__Exercise goal__
Across the lines of the records below, how many have the string "scanning" in them? Answer with the number alone.

*****

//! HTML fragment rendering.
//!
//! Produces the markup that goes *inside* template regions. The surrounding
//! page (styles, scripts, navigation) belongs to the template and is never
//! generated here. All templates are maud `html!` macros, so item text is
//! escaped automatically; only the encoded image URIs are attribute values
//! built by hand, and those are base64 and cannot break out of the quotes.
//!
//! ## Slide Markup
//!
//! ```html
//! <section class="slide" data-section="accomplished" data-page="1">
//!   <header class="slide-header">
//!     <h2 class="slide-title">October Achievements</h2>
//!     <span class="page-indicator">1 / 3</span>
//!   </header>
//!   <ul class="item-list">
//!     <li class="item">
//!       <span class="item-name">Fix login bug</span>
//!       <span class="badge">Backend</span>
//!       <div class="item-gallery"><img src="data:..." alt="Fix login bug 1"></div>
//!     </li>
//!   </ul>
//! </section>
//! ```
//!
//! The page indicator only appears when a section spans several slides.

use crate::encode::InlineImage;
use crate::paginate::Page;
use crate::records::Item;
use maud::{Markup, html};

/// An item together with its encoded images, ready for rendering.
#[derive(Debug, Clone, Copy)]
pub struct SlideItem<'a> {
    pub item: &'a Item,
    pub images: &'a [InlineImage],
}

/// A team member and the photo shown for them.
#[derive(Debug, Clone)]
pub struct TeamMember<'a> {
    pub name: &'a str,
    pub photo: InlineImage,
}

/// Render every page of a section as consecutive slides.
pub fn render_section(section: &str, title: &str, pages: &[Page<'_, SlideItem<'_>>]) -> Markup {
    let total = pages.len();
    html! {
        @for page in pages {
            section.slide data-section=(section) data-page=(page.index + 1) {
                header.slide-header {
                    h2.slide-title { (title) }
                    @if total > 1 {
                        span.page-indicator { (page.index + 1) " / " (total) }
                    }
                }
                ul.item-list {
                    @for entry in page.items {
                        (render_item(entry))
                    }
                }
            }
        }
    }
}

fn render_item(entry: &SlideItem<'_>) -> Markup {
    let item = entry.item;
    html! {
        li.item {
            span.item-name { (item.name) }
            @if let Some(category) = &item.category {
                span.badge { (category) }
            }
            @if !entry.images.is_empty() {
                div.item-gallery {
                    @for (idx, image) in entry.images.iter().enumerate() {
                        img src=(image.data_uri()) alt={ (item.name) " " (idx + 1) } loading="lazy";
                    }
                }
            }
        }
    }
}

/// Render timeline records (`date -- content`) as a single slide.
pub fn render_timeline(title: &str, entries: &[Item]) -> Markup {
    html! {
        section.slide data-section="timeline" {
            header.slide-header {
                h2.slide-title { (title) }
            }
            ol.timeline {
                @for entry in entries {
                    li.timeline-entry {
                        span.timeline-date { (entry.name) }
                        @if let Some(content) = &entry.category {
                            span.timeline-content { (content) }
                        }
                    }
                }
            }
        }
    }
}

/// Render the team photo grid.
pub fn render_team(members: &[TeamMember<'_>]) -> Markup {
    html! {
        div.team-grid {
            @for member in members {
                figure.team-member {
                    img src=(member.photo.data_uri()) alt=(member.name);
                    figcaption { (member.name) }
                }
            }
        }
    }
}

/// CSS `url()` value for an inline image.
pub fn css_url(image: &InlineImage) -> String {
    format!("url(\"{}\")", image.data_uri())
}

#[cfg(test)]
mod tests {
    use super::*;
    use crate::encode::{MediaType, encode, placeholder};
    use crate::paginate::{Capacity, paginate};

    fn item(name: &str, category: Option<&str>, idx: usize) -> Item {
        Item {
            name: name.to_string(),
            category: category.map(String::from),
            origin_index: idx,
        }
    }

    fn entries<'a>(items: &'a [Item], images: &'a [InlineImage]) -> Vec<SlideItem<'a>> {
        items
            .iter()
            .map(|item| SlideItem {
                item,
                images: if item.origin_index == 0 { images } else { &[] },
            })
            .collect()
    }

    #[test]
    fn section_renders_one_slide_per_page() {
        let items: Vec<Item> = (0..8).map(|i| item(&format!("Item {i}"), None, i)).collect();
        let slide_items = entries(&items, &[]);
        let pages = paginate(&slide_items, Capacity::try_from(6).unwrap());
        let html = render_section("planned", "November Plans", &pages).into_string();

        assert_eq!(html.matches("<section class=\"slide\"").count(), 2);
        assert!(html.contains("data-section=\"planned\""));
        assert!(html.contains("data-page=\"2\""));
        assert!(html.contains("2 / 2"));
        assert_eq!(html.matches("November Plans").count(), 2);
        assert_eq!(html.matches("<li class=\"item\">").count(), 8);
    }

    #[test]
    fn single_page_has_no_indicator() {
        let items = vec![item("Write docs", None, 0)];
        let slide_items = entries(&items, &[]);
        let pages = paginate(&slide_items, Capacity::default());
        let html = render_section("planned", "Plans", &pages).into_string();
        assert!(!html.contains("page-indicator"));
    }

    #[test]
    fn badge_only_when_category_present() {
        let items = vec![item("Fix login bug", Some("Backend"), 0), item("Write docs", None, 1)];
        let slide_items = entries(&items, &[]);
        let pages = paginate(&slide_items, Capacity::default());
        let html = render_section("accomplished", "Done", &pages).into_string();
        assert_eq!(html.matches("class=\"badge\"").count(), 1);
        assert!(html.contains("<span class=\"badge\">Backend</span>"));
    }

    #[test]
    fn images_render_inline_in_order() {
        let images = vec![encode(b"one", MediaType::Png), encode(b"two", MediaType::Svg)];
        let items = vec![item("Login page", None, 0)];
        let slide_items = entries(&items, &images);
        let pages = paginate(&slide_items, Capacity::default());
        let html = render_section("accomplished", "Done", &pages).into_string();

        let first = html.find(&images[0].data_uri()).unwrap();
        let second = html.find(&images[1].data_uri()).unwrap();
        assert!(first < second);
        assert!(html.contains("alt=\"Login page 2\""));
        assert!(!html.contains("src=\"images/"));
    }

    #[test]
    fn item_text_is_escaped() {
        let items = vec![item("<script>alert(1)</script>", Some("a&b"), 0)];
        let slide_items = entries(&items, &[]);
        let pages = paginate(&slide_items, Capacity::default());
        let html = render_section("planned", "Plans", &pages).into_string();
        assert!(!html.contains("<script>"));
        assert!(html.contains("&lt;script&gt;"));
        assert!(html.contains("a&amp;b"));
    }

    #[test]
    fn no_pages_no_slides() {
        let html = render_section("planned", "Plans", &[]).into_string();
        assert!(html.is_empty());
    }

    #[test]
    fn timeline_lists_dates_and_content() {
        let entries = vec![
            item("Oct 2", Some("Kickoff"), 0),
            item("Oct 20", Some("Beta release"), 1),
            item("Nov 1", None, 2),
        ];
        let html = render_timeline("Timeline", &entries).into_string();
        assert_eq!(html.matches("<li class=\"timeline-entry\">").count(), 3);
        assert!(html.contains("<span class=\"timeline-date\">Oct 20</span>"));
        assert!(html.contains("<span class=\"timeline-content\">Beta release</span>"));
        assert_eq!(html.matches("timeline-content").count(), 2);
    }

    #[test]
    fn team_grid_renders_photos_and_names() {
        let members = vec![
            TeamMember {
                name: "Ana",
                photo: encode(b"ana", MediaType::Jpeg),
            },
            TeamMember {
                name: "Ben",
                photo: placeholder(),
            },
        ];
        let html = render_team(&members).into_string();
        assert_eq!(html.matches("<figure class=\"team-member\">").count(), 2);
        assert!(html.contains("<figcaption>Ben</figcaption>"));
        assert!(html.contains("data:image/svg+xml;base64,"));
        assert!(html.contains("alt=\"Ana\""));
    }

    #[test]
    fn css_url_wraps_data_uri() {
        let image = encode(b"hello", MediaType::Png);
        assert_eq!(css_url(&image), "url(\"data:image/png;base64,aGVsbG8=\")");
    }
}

*****

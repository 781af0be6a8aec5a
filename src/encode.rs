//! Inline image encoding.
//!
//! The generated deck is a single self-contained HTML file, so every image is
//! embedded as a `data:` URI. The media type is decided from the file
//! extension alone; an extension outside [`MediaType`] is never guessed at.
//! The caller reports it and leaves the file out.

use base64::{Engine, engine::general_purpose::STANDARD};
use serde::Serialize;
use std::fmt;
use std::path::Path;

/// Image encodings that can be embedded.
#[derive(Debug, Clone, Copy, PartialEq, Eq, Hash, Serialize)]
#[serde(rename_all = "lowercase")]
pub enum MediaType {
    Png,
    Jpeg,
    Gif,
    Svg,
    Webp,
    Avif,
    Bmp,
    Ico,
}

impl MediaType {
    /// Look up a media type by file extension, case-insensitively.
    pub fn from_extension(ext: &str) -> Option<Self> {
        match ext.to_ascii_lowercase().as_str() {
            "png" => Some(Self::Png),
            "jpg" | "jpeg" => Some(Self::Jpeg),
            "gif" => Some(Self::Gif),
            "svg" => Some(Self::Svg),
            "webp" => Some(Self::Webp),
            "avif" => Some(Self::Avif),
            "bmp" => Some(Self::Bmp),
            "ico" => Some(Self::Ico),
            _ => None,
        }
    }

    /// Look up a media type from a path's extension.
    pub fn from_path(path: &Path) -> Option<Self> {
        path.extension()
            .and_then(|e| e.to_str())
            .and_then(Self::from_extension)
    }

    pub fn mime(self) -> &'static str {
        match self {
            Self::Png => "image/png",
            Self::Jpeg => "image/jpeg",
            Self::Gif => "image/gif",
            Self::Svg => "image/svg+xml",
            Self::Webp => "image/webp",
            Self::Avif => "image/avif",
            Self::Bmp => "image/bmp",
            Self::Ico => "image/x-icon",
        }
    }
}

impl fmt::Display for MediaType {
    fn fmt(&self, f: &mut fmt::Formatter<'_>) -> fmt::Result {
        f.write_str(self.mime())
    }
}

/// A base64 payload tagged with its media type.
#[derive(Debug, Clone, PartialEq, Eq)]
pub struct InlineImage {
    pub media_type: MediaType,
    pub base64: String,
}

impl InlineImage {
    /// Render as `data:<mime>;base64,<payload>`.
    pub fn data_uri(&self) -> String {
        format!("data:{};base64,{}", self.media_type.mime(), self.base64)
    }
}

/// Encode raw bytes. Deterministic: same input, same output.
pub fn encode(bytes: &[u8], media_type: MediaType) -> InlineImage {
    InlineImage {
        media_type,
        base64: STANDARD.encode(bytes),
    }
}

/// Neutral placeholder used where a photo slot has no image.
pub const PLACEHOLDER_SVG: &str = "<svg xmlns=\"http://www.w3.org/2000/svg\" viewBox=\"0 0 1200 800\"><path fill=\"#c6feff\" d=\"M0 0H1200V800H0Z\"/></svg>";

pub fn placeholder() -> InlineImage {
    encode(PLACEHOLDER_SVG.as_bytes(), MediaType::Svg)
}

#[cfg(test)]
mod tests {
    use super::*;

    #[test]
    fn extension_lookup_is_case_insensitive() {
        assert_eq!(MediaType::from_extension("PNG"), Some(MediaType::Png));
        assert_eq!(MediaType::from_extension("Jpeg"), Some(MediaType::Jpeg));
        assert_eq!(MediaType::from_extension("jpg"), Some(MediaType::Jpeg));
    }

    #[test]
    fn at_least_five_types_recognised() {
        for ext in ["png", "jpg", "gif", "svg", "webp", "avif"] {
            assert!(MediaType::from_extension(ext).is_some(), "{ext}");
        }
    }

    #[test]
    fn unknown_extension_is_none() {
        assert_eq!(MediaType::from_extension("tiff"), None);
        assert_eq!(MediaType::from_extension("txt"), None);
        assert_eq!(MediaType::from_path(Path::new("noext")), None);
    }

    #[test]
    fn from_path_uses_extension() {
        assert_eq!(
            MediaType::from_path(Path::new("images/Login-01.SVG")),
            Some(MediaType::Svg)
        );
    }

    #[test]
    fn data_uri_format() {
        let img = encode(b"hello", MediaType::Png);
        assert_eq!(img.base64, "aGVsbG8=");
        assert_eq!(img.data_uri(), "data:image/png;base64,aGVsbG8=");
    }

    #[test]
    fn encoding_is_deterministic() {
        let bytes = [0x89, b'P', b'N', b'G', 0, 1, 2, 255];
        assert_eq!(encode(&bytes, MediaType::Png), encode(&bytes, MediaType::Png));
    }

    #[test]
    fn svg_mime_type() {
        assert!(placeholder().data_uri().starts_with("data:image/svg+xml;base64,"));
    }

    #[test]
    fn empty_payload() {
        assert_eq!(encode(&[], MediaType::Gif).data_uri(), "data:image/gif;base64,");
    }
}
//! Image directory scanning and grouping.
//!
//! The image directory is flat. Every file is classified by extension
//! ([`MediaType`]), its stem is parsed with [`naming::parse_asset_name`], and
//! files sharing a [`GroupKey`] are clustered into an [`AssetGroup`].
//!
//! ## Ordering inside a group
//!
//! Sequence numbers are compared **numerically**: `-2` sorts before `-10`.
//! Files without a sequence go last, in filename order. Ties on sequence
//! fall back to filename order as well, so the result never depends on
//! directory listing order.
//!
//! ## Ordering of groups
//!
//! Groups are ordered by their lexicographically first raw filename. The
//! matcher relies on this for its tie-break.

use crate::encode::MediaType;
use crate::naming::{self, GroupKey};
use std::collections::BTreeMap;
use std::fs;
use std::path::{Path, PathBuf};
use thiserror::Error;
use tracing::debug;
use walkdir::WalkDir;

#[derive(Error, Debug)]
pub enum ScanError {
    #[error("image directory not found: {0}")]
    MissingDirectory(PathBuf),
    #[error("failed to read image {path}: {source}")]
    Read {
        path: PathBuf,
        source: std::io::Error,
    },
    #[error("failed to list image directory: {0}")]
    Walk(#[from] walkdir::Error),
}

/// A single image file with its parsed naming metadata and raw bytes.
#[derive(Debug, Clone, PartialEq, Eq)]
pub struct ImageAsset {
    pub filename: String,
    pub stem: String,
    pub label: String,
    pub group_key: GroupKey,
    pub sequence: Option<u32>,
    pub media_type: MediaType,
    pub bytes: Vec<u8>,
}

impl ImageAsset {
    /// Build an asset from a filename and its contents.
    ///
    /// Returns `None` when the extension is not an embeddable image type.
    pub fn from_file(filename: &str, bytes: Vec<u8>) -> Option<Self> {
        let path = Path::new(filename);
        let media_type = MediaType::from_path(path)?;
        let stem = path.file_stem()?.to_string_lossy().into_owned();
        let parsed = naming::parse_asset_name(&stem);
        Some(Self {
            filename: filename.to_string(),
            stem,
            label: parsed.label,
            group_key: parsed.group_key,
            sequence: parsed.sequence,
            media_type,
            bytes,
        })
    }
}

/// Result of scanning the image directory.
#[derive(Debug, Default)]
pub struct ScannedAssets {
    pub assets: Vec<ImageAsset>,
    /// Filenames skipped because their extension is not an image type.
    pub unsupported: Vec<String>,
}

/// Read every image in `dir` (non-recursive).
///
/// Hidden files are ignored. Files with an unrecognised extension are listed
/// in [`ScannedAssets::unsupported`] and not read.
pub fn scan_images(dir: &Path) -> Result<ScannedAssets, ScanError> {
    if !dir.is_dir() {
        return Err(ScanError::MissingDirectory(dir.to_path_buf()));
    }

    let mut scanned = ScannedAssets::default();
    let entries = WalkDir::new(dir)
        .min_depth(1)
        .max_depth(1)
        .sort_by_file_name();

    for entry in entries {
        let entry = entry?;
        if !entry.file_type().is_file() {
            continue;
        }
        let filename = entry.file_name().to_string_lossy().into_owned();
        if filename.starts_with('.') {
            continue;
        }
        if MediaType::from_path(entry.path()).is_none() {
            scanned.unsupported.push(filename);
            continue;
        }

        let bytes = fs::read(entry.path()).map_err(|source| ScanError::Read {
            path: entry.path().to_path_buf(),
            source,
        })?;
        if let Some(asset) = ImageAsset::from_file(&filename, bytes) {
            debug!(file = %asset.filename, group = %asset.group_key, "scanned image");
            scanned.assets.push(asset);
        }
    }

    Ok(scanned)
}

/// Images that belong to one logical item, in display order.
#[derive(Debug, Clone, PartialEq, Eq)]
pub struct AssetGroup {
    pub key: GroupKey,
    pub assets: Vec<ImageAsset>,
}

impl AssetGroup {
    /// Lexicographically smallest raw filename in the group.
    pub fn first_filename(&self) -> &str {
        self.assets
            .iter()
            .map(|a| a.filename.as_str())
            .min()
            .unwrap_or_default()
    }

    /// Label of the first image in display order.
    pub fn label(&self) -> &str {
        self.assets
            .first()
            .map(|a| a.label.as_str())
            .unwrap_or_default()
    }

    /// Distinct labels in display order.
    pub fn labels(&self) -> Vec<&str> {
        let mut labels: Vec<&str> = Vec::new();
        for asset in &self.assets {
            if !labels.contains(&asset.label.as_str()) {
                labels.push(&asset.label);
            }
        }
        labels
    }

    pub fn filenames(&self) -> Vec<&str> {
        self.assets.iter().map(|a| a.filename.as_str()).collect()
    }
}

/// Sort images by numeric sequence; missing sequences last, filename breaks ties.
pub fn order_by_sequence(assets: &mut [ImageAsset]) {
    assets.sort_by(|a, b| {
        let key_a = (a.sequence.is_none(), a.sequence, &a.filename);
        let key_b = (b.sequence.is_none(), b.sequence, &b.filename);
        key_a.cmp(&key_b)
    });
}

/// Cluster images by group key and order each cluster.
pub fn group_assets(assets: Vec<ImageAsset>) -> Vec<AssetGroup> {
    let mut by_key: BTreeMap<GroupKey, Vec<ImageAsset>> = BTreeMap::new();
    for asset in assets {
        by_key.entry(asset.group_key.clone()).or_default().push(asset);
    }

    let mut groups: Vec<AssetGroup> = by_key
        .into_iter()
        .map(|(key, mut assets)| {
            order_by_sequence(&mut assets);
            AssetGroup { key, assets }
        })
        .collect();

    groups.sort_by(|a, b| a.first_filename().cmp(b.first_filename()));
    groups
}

*****

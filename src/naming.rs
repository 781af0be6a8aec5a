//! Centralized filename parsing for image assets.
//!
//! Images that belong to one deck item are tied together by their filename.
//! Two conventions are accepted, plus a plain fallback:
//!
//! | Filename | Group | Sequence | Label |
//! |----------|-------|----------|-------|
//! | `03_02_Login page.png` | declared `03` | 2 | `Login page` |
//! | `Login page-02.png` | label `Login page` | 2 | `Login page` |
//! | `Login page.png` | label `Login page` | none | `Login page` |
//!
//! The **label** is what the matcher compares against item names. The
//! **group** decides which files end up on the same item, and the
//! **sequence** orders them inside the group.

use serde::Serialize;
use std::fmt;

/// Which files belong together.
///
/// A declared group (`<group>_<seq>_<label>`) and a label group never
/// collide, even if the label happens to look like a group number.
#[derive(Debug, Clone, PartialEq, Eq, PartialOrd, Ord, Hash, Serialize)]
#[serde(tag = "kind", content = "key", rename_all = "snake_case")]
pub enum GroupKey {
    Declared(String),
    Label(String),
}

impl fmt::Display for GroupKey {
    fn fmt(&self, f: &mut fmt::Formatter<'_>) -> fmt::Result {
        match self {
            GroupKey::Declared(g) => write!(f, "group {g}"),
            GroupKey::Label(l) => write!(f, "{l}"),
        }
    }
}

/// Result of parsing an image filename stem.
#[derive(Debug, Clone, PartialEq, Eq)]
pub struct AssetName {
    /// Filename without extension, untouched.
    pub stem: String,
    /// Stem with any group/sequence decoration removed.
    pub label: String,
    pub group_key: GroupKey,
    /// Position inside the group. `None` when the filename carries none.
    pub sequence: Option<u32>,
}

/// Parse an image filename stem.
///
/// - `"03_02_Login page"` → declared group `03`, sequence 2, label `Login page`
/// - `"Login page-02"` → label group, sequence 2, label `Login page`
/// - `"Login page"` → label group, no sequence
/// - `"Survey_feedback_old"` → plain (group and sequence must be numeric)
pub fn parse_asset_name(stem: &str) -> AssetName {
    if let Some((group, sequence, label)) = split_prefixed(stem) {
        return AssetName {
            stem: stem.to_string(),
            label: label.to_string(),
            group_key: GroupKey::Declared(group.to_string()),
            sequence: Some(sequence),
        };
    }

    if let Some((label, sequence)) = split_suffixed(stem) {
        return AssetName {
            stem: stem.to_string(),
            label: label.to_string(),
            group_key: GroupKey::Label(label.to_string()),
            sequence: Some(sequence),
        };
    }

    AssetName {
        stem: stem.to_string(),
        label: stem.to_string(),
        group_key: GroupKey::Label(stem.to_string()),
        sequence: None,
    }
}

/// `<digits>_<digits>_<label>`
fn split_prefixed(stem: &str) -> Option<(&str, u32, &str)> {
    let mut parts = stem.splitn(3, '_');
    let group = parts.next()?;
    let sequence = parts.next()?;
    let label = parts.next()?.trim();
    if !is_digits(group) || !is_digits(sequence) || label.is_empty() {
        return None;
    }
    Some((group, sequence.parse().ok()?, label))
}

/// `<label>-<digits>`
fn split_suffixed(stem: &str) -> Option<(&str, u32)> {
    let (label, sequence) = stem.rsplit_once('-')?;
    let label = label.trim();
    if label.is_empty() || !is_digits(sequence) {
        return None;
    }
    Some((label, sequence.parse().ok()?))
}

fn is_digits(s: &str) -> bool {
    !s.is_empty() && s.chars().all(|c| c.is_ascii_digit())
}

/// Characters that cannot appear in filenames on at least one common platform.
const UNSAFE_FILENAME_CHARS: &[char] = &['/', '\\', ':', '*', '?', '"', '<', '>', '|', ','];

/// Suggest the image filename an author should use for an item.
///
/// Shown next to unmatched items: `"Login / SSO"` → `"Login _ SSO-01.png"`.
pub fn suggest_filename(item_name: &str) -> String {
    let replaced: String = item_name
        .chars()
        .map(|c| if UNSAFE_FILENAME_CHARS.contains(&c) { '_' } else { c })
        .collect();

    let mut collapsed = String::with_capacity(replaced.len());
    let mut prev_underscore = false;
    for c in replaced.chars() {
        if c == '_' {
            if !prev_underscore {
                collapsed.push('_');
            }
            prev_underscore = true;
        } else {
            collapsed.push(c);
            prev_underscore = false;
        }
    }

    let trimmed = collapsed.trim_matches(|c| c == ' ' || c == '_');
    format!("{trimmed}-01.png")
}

*****

__Reply to the exercise__
2